Task description
Report each line from the data below that holds the word "StoresCommand".

Records to use
▽

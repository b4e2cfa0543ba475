//! Stores command - grooming store management.

use anyhow::Result;
use clap::{Args, Subcommand};
use console::{Style, style};
use pawship_client::{ApiStore, GetStoresParams};

use super::{Context, active_label, print_heading, print_json};

/// Arguments for the stores command.
#[derive(Args, Debug)]
pub struct StoresArgs {
    #[command(subcommand)]
    pub command: StoresCommand,
}

#[derive(Subcommand, Debug)]
pub enum StoresCommand {
    /// List stores
    List {
        /// Page number
        #[arg(long, default_value = "1")]
        page: u32,

        /// Stores per page
        #[arg(short, long, default_value = "10")]
        limit: u32,

        /// Search by code or name
        #[arg(short, long)]
        search: Option<String>,

        /// Filter by city
        #[arg(long)]
        city: Option<String>,
    },

    /// Show a store's details
    Show {
        /// Store ID
        id: String,
    },
}

/// Run the stores command.
pub async fn run(args: StoresArgs, ctx: &Context) -> Result<()> {
    let client = ctx.client()?;
    let dim = Style::new().dim();

    match args.command {
        StoresCommand::List {
            page,
            limit,
            search,
            city,
        } => {
            let response = client
                .stores()
                .list(&GetStoresParams {
                    page,
                    limit,
                    search,
                    city,
                    ..Default::default()
                })
                .await?;

            if ctx.json_output {
                return print_json(&response);
            }

            print_heading("Stores");
            if response.stores.is_empty() {
                println!("{}", dim.apply_to("No stores found"));
            }
            for store in &response.stores {
                println!(
                    "{} {:<10} {:<28} {:<16} {}",
                    dim.apply_to(format!("[{}]", store.id)),
                    store.code,
                    store.name,
                    city_of(store),
                    active_label(store.is_active)
                );
            }
            let p = &response.pagination;
            println!();
            println!(
                "{}",
                dim.apply_to(format!(
                    "Page {} of {} ({} total)",
                    p.page, p.total_pages, p.total
                ))
            );
        }
        StoresCommand::Show { id } => {
            let response = client.stores().get(&id).await?;
            if ctx.json_output {
                return print_json(&response);
            }
            print_store(&response.store);
        }
    }

    Ok(())
}

fn city_of(store: &ApiStore) -> &str {
    store
        .location
        .as_ref()
        .and_then(|l| l.city.as_deref())
        .unwrap_or("-")
}

fn print_store(store: &ApiStore) {
    let dim = Style::new().dim();
    print_heading(&format!("{} ({})", store.name, store.code));
    println!("Status:   {}", active_label(store.is_active));
    if let Some(description) = &store.description {
        println!("About:    {}", description);
    }

    if let Some(location) = &store.location {
        let parts: Vec<&str> = [&location.address, &location.city, &location.province]
            .into_iter()
            .filter_map(|p| p.as_deref())
            .collect();
        if !parts.is_empty() {
            println!("Address:  {}", parts.join(", "));
        }
    }

    if let Some(contact) = &store.contact {
        if let Some(phone) = &contact.phone_number {
            println!("Phone:    {}", phone);
        }
        if let Some(whatsapp) = &contact.whatsapp {
            println!("WhatsApp: {}", whatsapp);
        }
        if let Some(email) = &contact.email {
            println!("Email:    {}", email);
        }
    }

    if let Some(operational) = &store.operational
        && let (Some(open), Some(close)) = (&operational.opening_time, &operational.closing_time)
    {
        let days = operational
            .operational_days
            .as_ref()
            .map(|d| d.join(", "))
            .unwrap_or_default();
        println!("Hours:    {}-{} {}", open, close, dim.apply_to(days));
    }

    if let Some(capacity) = &store.capacity
        && let Some(minutes) = capacity.default_daily_capacity_minutes
    {
        println!("Capacity: {} min/day", minutes);
    }

    println!();
    println!("{}", style(format!("ID {}", store.id)).dim());
}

△

Completed task
    pub command: StoresCommand,
pub enum StoresCommand {
        StoresCommand::List {
        StoresCommand::Show { id } => {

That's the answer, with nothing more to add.